Researching Death Masks - Do U Know What they Are?

 Victorian Crooks

Do you know what a death mask is?

So many authors write about historical eras, think Westerns, Regency, Medieval. Have you ever wondered what these real-life characters looked like? I know I have and was fascinated to run across some articles about 'Death Masks".

Before photography came along, death masks served as a reference for painters and sculptors to depict the noble and the famous. They were extremely, even eerily, accurate impressions of their subject, made from plaster or wax in the first hours after death 

A resemblance of a person’s face, made either from a wax or a plaster cast, subsequent to death and directly from the dead body is essentially what a “death mask” is all about. Death masks have been used in large-scale as an effective means to consign the dead individual to an ever-lasting memory.

Death masks have found a prominent niche either as keepsakes of the dead or for the making of portraits. Sometimes, during the course of the making of the masks, the eyes were slightly tweaked to infuse a hint of aliveness on the subject. To retain the natural humanly elements, these casts brought the actual features out into the open by doing away with any kind of perfections.

The oldest-known European example of a death mask belongs to the face of Edward III, king of England. He reigned from 1327 until his death in 1377 [source: Gibson]. With the dawn of the Renaissance, artists began to perfect realistic portraits of their subjects. Death masks weren't necessarily needed anymore, so why keep making them? The masks had become mementos of the dead. It's the last likeness of a loved one a family can own, and a death mask preserves what some consider to be the very essence of a person -- their face. The plaster negative could be used to make multiple positives out of stone, metal or wax that could then be shared to commemorate the dead. Royal and wealthy families proudly displayed their macabre reminders of the recently deceased.
[Source: Gibson]

There are, literally, hundreds of articles about death masks, so I won't go into great detail about them, but rather I'll show you some pictures of some of the most famous that had death masks made. And, you can refer to some other sites to see more (links below)
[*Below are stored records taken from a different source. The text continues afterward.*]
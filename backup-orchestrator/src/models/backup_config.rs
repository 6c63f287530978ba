use crate::error::{BackupError, Result};
use crate::models::to_db_time;
use chrono::{Utc, Weekday};
use rusqlite::{params, Connection, Row};
use serde::{Deserialize, Serialize};
use std::collections::BTreeSet;
use std::fmt;
use std::str::FromStr;

// ── Frequency ──

#[derive(Debug, Clone, Copy, PartialEq, Eq, Serialize, Deserialize)]
#[serde(rename_all = "SCREAMING_SNAKE_CASE")]
pub enum Frequency {
    Hourly,
    #[serde(rename = "EVERY_6H")]
    Every6h,
    #[serde(rename = "EVERY_12H")]
    Every12h,
    Daily,
    Weekly,
    Monthly,
}

impl Frequency {
    pub fn as_str(&self) -> &'static str {
        match self {
            Frequency::Hourly => "hourly",
            Frequency::Every6h => "every_6h",
            Frequency::Every12h => "every_12h",
            Frequency::Daily => "daily",
            Frequency::Weekly => "weekly",
            Frequency::Monthly => "monthly",
        }
    }
}

impl FromStr for Frequency {
    type Err = String;

    fn from_str(s: &str) -> std::result::Result<Self, Self::Err> {
        match s.to_ascii_lowercase().as_str() {
            "hourly" => Ok(Frequency::Hourly),
            "every_6h" => Ok(Frequency::Every6h),
            "every_12h" => Ok(Frequency::Every12h),
            "daily" => Ok(Frequency::Daily),
            "weekly" => Ok(Frequency::Weekly),
            "monthly" => Ok(Frequency::Monthly),
            other => Err(format!("unknown frequency '{other}'")),
        }
    }
}

// ── ExecutionTime ──

/// Wall-clock `HH:MM` at which daily/weekly/monthly backups fire.
#[derive(Debug, Clone, Copy, PartialEq, Eq, Serialize, Deserialize)]
#[serde(try_from = "String", into = "String")]
pub struct ExecutionTime {
    hour: u32,
    minute: u32,
}

impl ExecutionTime {
    pub fn new(hour: u32, minute: u32) -> std::result::Result<Self, String> {
        if hour > 23 || minute > 59 {
            return Err(format!("execution time {hour:02}:{minute:02} is out of range"));
        }
        Ok(Self { hour, minute })
    }

    pub fn hour(&self) -> u32 {
        self.hour
    }

    pub fn minute(&self) -> u32 {
        self.minute
    }
}

impl FromStr for ExecutionTime {
    type Err = String;

    fn from_str(s: &str) -> std::result::Result<Self, Self::Err> {
        let invalid = || format!("execution time '{s}' must use the HH:MM format");
        let (h, m) = s.split_once(':').ok_or_else(invalid)?;
        if h.len() != 2 || m.len() != 2 || !h.chars().chain(m.chars()).all(|c| c.is_ascii_digit()) {
            return Err(invalid());
        }
        let hour = h.parse().map_err(|_| invalid())?;
        let minute = m.parse().map_err(|_| invalid())?;
        ExecutionTime::new(hour, minute)
    }
}

impl TryFrom<String> for ExecutionTime {
    type Error = String;

    fn try_from(value: String) -> std::result::Result<Self, Self::Error> {
        value.parse()
    }
}

impl From<ExecutionTime> for String {
    fn from(t: ExecutionTime) -> Self {
        t.to_string()
    }
}

impl fmt::Display for ExecutionTime {
    fn fmt(&self, f: &mut fmt::Formatter<'_>) -> fmt::Result {
        write!(f, "{:02}:{:02}", self.hour, self.minute)
    }
}

// ── BackupConfiguration ──

pub const RETENTION_DAYS_RANGE: std::ops::RangeInclusive<u32> = 1..=365;
pub const MAX_BACKUPS_RANGE: std::ops::RangeInclusive<u32> = 1..=100;
pub const COMPRESSION_LEVEL_RANGE: std::ops::RangeInclusive<u8> = 1..=9;

#[derive(Debug, Clone, PartialEq, Serialize, Deserialize)]
#[serde(rename_all = "camelCase")]
pub struct BackupConfiguration {
    pub automatic_enabled: bool,
    pub frequency: Frequency,
    pub execution_time: ExecutionTime,
    #[serde(default = "default_weekly_day")]
    pub weekly_day: Weekday,
    pub retention_days: u32,
    pub max_backups: u32,
    pub store_local: bool,
    pub store_remote: bool,
    pub local_path: String,
    pub encrypt: bool,
    pub compress: bool,
    pub compression_level: u8,
    pub notify_on_success: bool,
    pub notify_on_failure: bool,
    #[serde(default)]
    pub notification_emails: BTreeSet<String>,
    #[serde(default)]
    pub excluded_tables: BTreeSet<String>,
}

fn default_weekly_day() -> Weekday {
    Weekday::Sun
}

impl Default for BackupConfiguration {
    /// Daily at 02:00, keeping 30 days and at most 50 backups.
    fn default() -> Self {
        Self {
            automatic_enabled: true,
            frequency: Frequency::Daily,
            execution_time: ExecutionTime { hour: 2, minute: 0 },
            weekly_day: default_weekly_day(),
            retention_days: 30,
            max_backups: 50,
            store_local: true,
            store_remote: false,
            local_path: "./backups".into(),
            encrypt: false,
            compress: true,
            compression_level: 6,
            notify_on_success: false,
            notify_on_failure: true,
            notification_emails: BTreeSet::new(),
            excluded_tables: BTreeSet::new(),
        }
    }
}

impl BackupConfiguration {
    pub fn validate(&self) -> Result<()> {
        let fail = |msg: String| Err(BackupError::Validation(msg));

        if !RETENTION_DAYS_RANGE.contains(&self.retention_days) {
            return fail(format!("retentionDays must be between 1 and 365, got {}", self.retention_days));
        }
        if !MAX_BACKUPS_RANGE.contains(&self.max_backups) {
            return fail(format!("maxBackups must be between 1 and 100, got {}", self.max_backups));
        }
        if !COMPRESSION_LEVEL_RANGE.contains(&self.compression_level) {
            return fail(format!("compressionLevel must be between 1 and 9, got {}", self.compression_level));
        }
        if !self.store_local && !self.store_remote {
            return fail("at least one of storeLocal or storeRemote must be enabled".into());
        }
        if self.local_path.trim().is_empty() {
            return fail("localPath must not be empty".into());
        }
        for email in &self.notification_emails {
            let valid = email
                .split_once('@')
                .is_some_and(|(user, domain)| !user.is_empty() && domain.contains('.'));
            if !valid {
                return fail(format!("'{email}' is not a valid notification address"));
            }
        }
        for table in &self.excluded_tables {
            let valid = !table.is_empty()
                && table
                    .chars()
                    .all(|c| c.is_ascii_alphanumeric() || matches!(c, '_' | '.' | '-' | '*'));
            if !valid {
                return fail(format!("'{table}' is not a valid table name"));
            }
        }
        Ok(())
    }
}

// ── Persistence ──

fn row_to_config(row: &Row) -> rusqlite::Result<BackupConfiguration> {
    let text_err = |column: &str, e: String| {
        rusqlite::Error::FromSqlConversionFailure(0, rusqlite::types::Type::Text, format!("{column}: {e}").into())
    };
    let frequency: String = row.get("frequency")?;
    let execution_time: String = row.get("execution_time")?;
    let weekly_day: u8 = row.get("weekly_day")?;
    let emails: String = row.get("notification_emails")?;
    let excluded: String = row.get("excluded_tables")?;

    Ok(BackupConfiguration {
        automatic_enabled: row.get("automatic_enabled")?,
        frequency: frequency.parse().map_err(|e| text_err("frequency", e))?,
        execution_time: execution_time.parse().map_err(|e| text_err("execution_time", e))?,
        weekly_day: weekday_from_sunday(weekly_day),
        retention_days: row.get("retention_days")?,
        max_backups: row.get("max_backups")?,
        store_local: row.get("store_local")?,
        store_remote: row.get("store_remote")?,
        local_path: row.get("local_path")?,
        encrypt: row.get("encrypt")?,
        compress: row.get("compress")?,
        compression_level: row.get("compression_level")?,
        notify_on_success: row.get("notify_on_success")?,
        notify_on_failure: row.get("notify_on_failure")?,
        notification_emails: serde_json::from_str(&emails).map_err(|e| text_err("notification_emails", e.to_string()))?,
        excluded_tables: serde_json::from_str(&excluded).map_err(|e| text_err("excluded_tables", e.to_string()))?,
    })
}

fn weekday_from_sunday(n: u8) -> Weekday {
    match n % 7 {
        0 => Weekday::Sun,
        1 => Weekday::Mon,
        2 => Weekday::Tue,
        3 => Weekday::Wed,
        4 => Weekday::Thu,
        5 => Weekday::Fri,
        _ => Weekday::Sat,
    }
}

pub fn find_active(conn: &Connection) -> Result<Option<BackupConfiguration>> {
    let mut stmt = conn.prepare("SELECT * FROM backup_configuration WHERE id = 1")?;
    let mut rows = stmt.query_map([], row_to_config)?;
    Ok(rows.next().transpose()?)
}

/// Replace the active configuration row as a whole.
pub fn replace(conn: &mut Connection, config: &BackupConfiguration) -> Result<()> {
    let tx = conn.transaction()?;
    tx.execute("DELETE FROM backup_configuration", [])?;
    write_row(&tx, "INSERT", config)?;
    tx.commit()?;
    Ok(())
}

/// Store `config` only when no active row exists. Returns false when one did.
pub fn insert_if_absent(conn: &Connection, config: &BackupConfiguration) -> Result<bool> {
    Ok(write_row(conn, "INSERT OR IGNORE", config)? > 0)
}

fn write_row(conn: &Connection, verb: &str, config: &BackupConfiguration) -> Result<usize> {
    let sql = format!(
        "{verb} INTO backup_configuration (id, automatic_enabled, frequency, execution_time, weekly_day,
            retention_days, max_backups, store_local, store_remote, local_path, encrypt, compress,
            compression_level, notify_on_success, notify_on_failure, notification_emails, excluded_tables, updated_at)
         VALUES (1, ?1, ?2, ?3, ?4, ?5, ?6, ?7, ?8, ?9, ?10, ?11, ?12, ?13, ?14, ?15, ?16, ?17)"
    );
    let changed = conn.execute(
        &sql,
        params![
            config.automatic_enabled,
            config.frequency.as_str(),
            config.execution_time.to_string(),
            config.weekly_day.num_days_from_sunday(),
            config.retention_days,
            config.max_backups,
            config.store_local,
            config.store_remote,
            config.local_path,
            config.encrypt,
            config.compress,
            config.compression_level,
            config.notify_on_success,
            config.notify_on_failure,
            serde_json::to_string(&config.notification_emails)?,
            serde_json::to_string(&config.excluded_tables)?,
            to_db_time(&Utc::now()),
        ],
    )?;
    Ok(changed)
}

#[cfg(test)]
mod tests {
    use super::*;

    #[test]
    fn test_execution_time_parsing() {
        assert_eq!("02:00".parse::<ExecutionTime>().unwrap(), ExecutionTime::new(2, 0).unwrap());
        assert_eq!("23:59".parse::<ExecutionTime>().unwrap().to_string(), "23:59");
        for bad in ["2:00", "24:00", "12:60", "ab:cd", "1200", "12:0", "-1:00", ""] {
            assert!(bad.parse::<ExecutionTime>().is_err(), "{bad} should be rejected");
        }
    }

    #[test]
    fn test_default_is_valid() {
        let config = BackupConfiguration::default();
        config.validate().unwrap();
        assert_eq!(config.frequency, Frequency::Daily);
        assert_eq!(config.execution_time.to_string(), "02:00");
        assert_eq!(config.retention_days, 30);
        assert_eq!(config.max_backups, 50);
    }

    #[test]
    fn test_validate_rejects_out_of_range_values() {
        let mut config = BackupConfiguration::default();
        config.retention_days = 0;
        assert!(matches!(config.validate(), Err(BackupError::Validation(_))));

        let mut config = BackupConfiguration::default();
        config.max_backups = 101;
        assert!(matches!(config.validate(), Err(BackupError::Validation(_))));

        let mut config = BackupConfiguration::default();
        config.compression_level = 10;
        assert!(matches!(config.validate(), Err(BackupError::Validation(_))));

        let mut config = BackupConfiguration::default();
        config.excluded_tables.insert("users; drop".into());
        assert!(matches!(config.validate(), Err(BackupError::Validation(_))));
    }

    #[test]
    fn test_json_shape() {
        let json = serde_json::json!({
            "automaticEnabled": true,
            "frequency": "EVERY_6H",
            "executionTime": "03:30",
            "retentionDays": 7,
            "maxBackups": 10,
            "storeLocal": true,
            "storeRemote": false,
            "localPath": "/var/backups",
            "encrypt": false,
            "compress": true,
            "compressionLevel": 9,
            "notifyOnSuccess": false,
            "notifyOnFailure": true,
        });
        let config: BackupConfiguration = serde_json::from_value(json).unwrap();
        assert_eq!(config.frequency, Frequency::Every6h);
        assert_eq!(config.execution_time, ExecutionTime::new(3, 30).unwrap());
        assert_eq!(config.weekly_day, Weekday::Sun);

        let bad = serde_json::json!({ "executionTime": "3:30" });
        assert!(serde_json::from_value::<BackupConfiguration>(bad).is_err());
    }
}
These aren't Death Masks, but faces of the past cast in a new light: Historical artist transforms famous figures including Ned Kelly and Harry Houdini in fascinating set of colorized portraits.

One never knows where an Author's research will take them. I hope you enjoyed the article about Death Masks and how, in some ways, history was preserved through them!
Keta Diablo lives in the Midwest part of the United States on six acres of gorgeous woodland. When she isn't writing or gardening, she loves to commune with nature. A pair of barn owls returns to the property every year to birth their young and show them off in the high branches of the oak trees. Nothing more adorable than these white fluffy babies with heart-shaped faces. A lifelong animal lover, Keta devotes her time and support to the local animal shelter. Emma LaPounce, a rescued feline, has been her furry companion for the last ten years. 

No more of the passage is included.